Eliminate the "Health Gap"

When it comes to reducing disparities in health, New York State still has a long way to go. So what is the solution?
This post was published on the now-closed HuffPost Contributor platform. Contributors control their own work and posted freely to our site. If you need to flag this entry as abusive, send us an email.

As we mark Black History Month in February, I think about the progress that has been made to eliminate racial inequities, but also about the work that still needs to be done. When it comes to reducing disparities in health -- rates of diabetes, asthma, even premature death -- New York State still has a long way to go.

Statewide, hospitalization rates resulting from diabetes complications are four times higher for black people than for whites, according to the State Department of Health. Black New Yorkers are nearly five times more likely than whites to be hospitalized for asthma complications.

We see geographic difference in health layered with racial and ethnic disparities. People who live in East Harlem are four times more likely to be obese than those who live just a few blocks away on the Upper East Side. In the Williamsburg/Bushwick area of Brooklyn, rates of diabetes are nearly four times higher than in Greenwich Village.

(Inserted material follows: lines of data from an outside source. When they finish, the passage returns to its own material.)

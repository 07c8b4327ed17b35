// ============================================================================
// src/cmd/fake.rs – Recording gateway for tests
// ============================================================================

use crate::cmd::base::{Gateway, Invocation, OutputData};
use crate::error::{PatchError, PatchResult};
use std::cell::RefCell;
use std::collections::HashMap;
use std::path::{Path, PathBuf};

#[derive(Debug, Clone)]
enum Scripted {
    Output(OutputData),
    Timeout,
}

/// Returns scripted output per program (status 0 and empty output when
/// nothing was scripted) and records every invocation in order.
#[derive(Debug, Default)]
pub struct FakeGateway {
    responses: HashMap<PathBuf, Scripted>,
    calls: RefCell<Vec<Invocation>>,
}

impl FakeGateway {
    pub fn new() -> Self {
        Self::default()
    }

    pub fn respond(mut self, program: impl AsRef<Path>, status: i32, stdout: &str) -> Self {
        self.responses.insert(
            program.as_ref().to_path_buf(),
            Scripted::Output(OutputData {
                status,
                stdout: stdout.to_string(),
                stderr: String::new(),
            }),
        );
        self
    }

    pub fn time_out(mut self, program: impl AsRef<Path>) -> Self {
        self.responses
            .insert(program.as_ref().to_path_buf(), Scripted::Timeout);
        self
    }

    pub fn calls(&self) -> Vec<Invocation> {
        self.calls.borrow().clone()
    }

    pub fn calls_to(&self, program: impl AsRef<Path>) -> Vec<Invocation> {
        self.calls
            .borrow()
            .iter()
            .filter(|inv| inv.program == program.as_ref())
            .cloned()
            .collect()
    }
}

impl Gateway for FakeGateway {
    fn run(&self, invocation: &Invocation) -> PatchResult<OutputData> {
        self.calls.borrow_mut().push(invocation.clone());
        match self.responses.get(&invocation.program) {
            Some(Scripted::Output(out)) => Ok(out.clone()),
            Some(Scripted::Timeout) => Err(PatchError::TimedOut {
                command: invocation.to_string(),
                after: invocation.timeout,
            }),
            None => Ok(OutputData::default()),
        }
    }
}
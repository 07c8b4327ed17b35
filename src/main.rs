mod cmd;
mod config;
mod distro;
mod dracut;
mod error;
mod extract;
mod grub;
mod host;
mod layout;
mod patcher;
mod ui;
mod util;

use anyhow::{Context, Result};
use clap::{Parser, Subcommand};
use std::path::PathBuf;
use tracing_subscriber::{fmt, prelude::*, EnvFilter};

use cmd::Session;
use config::Config;
use ui::UX;

#[derive(Debug, Parser)]
#[command(
    name = "bootpatch",
    version,
    about = "Patch the dracut/GRUB boot pipeline so the encrypted root unlocks unattended"
)]
struct Cli {
    /// Config file (.toml, otherwise YAML); defaults to /etc/bootpatch.toml when present
    #[arg(long, global = true)]
    config: Option<PathBuf>,

    /// Inspect a system mounted at this prefix instead of /; only `status` accepts it
    #[arg(long, global = true)]
    root: Option<PathBuf>,

    /// Debug-level diagnostics on stderr
    #[arg(short, long, global = true)]
    verbose: bool,

    /// Only print warnings and errors
    #[arg(short, long, global = true)]
    quiet: bool,

    #[command(subcommand)]
    command: Command,
}

#[derive(Debug, Subcommand)]
enum Command {
    /// Report how the boot pipeline is currently patched
    Status {
        #[arg(long)]
        json: bool,
    },
    /// Remove the legacy patch, install the unlock module, rebuild initramfs
    Patch {
        /// Skip the confirmation prompt
        #[arg(short, long)]
        yes: bool,
    },
    /// Add kernel arguments to every GRUB install (BIOS and UEFI)
    KernelArgs {
        /// Arguments to add; falls back to kernel_args.default from config
        args: Vec<String>,
    },
    /// Install the encryption utilities via yum when missing
    Prereqs {
        /// Also install the wider utility set
        #[arg(long)]
        extras: bool,
    },
}

fn init_tracing(verbose: bool) {
    let fallback = if verbose { "debug" } else { "info" };
    let env_filter = EnvFilter::try_from_default_env()
        .or_else(|_| EnvFilter::try_new(fallback))
        .unwrap_or_else(|_| EnvFilter::new("warn"));

    tracing_subscriber::registry()
        .with(fmt::layer().with_writer(std::io::stderr).with_target(false))
        .with(env_filter)
        .init();
}

fn main() -> Result<()> {
    let cli = Cli::parse();
    init_tracing(cli.verbose);
    let ui = UX::new(cli.quiet);

    let mut cfg = Config::resolve(cli.config.as_deref()).context("load configuration")?;
    if let Some(root) = cli.root {
        cfg.system.root = root;
    }
    let session = Session::open(cfg)?;

    match cli.command {
        Command::Status { json } => cmd::status::run(&ui, &session, json),
        Command::Patch { yes } => cmd::patch::run(&ui, &session, yes),
        Command::KernelArgs { args } => cmd::kernel_args::run(&ui, &session, &args),
        Command::Prereqs { extras } => cmd::prereqs::run(&ui, &session, extras),
    }
}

So what is the solution? In a recent New Yorker article, "The Hot Spotters", Atul Gawande wrote compellingly about the efforts that some committed health care providers in Camden, NJ, are making to improve the health of their sickest, costliest patients. These health care teams must not only address the health care issues facing their patients (for example, a lack of regular access to care or an inability to pay for needed medications) but also the nonmedical factors that influence health -- poverty, poor housing, smoking, a lack of access to affordable healthy foods.

Similarly, in New York City (as well as in Baltimore, Boston, Chicago, Providence, and Washington, D.C.), a program called Health Leads operates in health centers and hospitals to fill non-medical "prescriptions" for patients who need assistance with food, housing, utilities, child care, jobs, health insurance, or a range of other factors that affect health.

Whole communities are also coming together to tackle the environmental and social factors that influence health, through federal Promise Neighborhood grants. For example, Lutheran Family Health Centers -- the grantee for the Brooklyn Promise Neighborhood in Sunset Park -- is working with the community service and child welfare agency, the community board, providers of early childhood services, and academic institutions to improve children's education and development. (It seems worth noting that three of the 21 planning grants for Promise Neighborhoods support community coalitions in New York: Brooklyn, Harlem and Buffalo.)

Promise Neighborhoods are primarily about improving education, but take a holistic approach that recognizes that issues related to education, housing, and health are linked inextricably. Children need to be healthy if they are going to succeed in school and in life. Families need to have safe places to live, to be able to pay for their medications, to have access to affordable healthy foods, to have their basic human needs met if they are going to be healthy. If a person with asthma can't afford an inhaler, or lives in a poorly-maintained building that triggers asthma symptoms, of course that patient will be more likely to end up in the hospital than someone who has the basic tools to manage the disease.

If we fail to address these basic disparities in resources and access, we will never eliminate disparities in health outcomes. There are promising models and approaches underway in New York State and across the country to do so. Let's use Black History Month as a jumping-off point to make health disparities part of the past rather than the future.